Your assignment
An exact copy of every record is needed.

Dataset entries

//! Answer to the "did this solve your error?" prompt

use std::io::{BufRead, Write};

pub const PROMPT: &str = "Did this solve your error? (Y/n or custom query): ";

/// What the user wants after seeing a post
#[derive(Debug, Clone, PartialEq, Eq)]
pub enum Decision {
    /// The error is solved
    Done,
    /// Show the next post for the same query
    Next,
    /// Search again with free-form text
    Query(String),
}

impl Decision {
    /// Interpret one input line; blank input is invalid
    pub fn parse(input: &str) -> Option<Self> {
        let input = input.trim();
        match input {
            "" => None,
            "Y" | "y" | "yes" => Some(Decision::Done),
            "n" | "N" | "no" => Some(Decision::Next),
            text => Some(Decision::Query(text.to_string())),
        }
    }
}

/// Prompt until a valid decision is entered
///
/// End of input counts as [`Decision::Done`].
pub fn prompt<R: BufRead, W: Write>(input: &mut R, out: &mut W) -> std::io::Result<Decision> {
    loop {
        write!(out, "{}", PROMPT)?;
        out.flush()?;

        let mut line = String::new();
        if input.read_line(&mut line)? == 0 {
            writeln!(out)?;
            return Ok(Decision::Done);
        }

        match Decision::parse(&line) {
            Some(decision) => return Ok(decision),
            None => writeln!(
                out,
                "{} is not valid input! Please try again.",
                line.trim_end_matches(['\r', '\n'])
            )?,
        }
    }
}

Answer
//! Answer to the "did this solve your error?" prompt

use std::io::{BufRead, Write};

pub const PROMPT: &str = "Did this solve your error? (Y/n or custom query): ";

/// What the user wants after seeing a post
#[derive(Debug, Clone, PartialEq, Eq)]
pub enum Decision {
    /// The error is solved
    Done,
    /// Show the next post for the same query
    Next,
    /// Search again with free-form text
    Query(String),
}

impl Decision {
    /// Interpret one input line; blank input is invalid
    pub fn parse(input: &str) -> Option<Self> {
        let input = input.trim();
        match input {
            "" => None,
            "Y" | "y" | "yes" => Some(Decision::Done),
            "n" | "N" | "no" => Some(Decision::Next),
            text => Some(Decision::Query(text.to_string())),
        }
    }
}

/// Prompt until a valid decision is entered
///
/// End of input counts as [`Decision::Done`].
pub fn prompt<R: BufRead, W: Write>(input: &mut R, out: &mut W) -> std::io::Result<Decision> {
    loop {
        write!(out, "{}", PROMPT)?;
        out.flush()?;

        let mut line = String::new();
        if input.read_line(&mut line)? == 0 {
            writeln!(out)?;
            return Ok(Decision::Done);
        }

        match Decision::parse(&line) {
            Some(decision) => return Ok(decision),
            None => writeln!(
                out,
                "{} is not valid input! Please try again.",
                line.trim_end_matches(['\r', '\n'])
            )?,
        }
    }
}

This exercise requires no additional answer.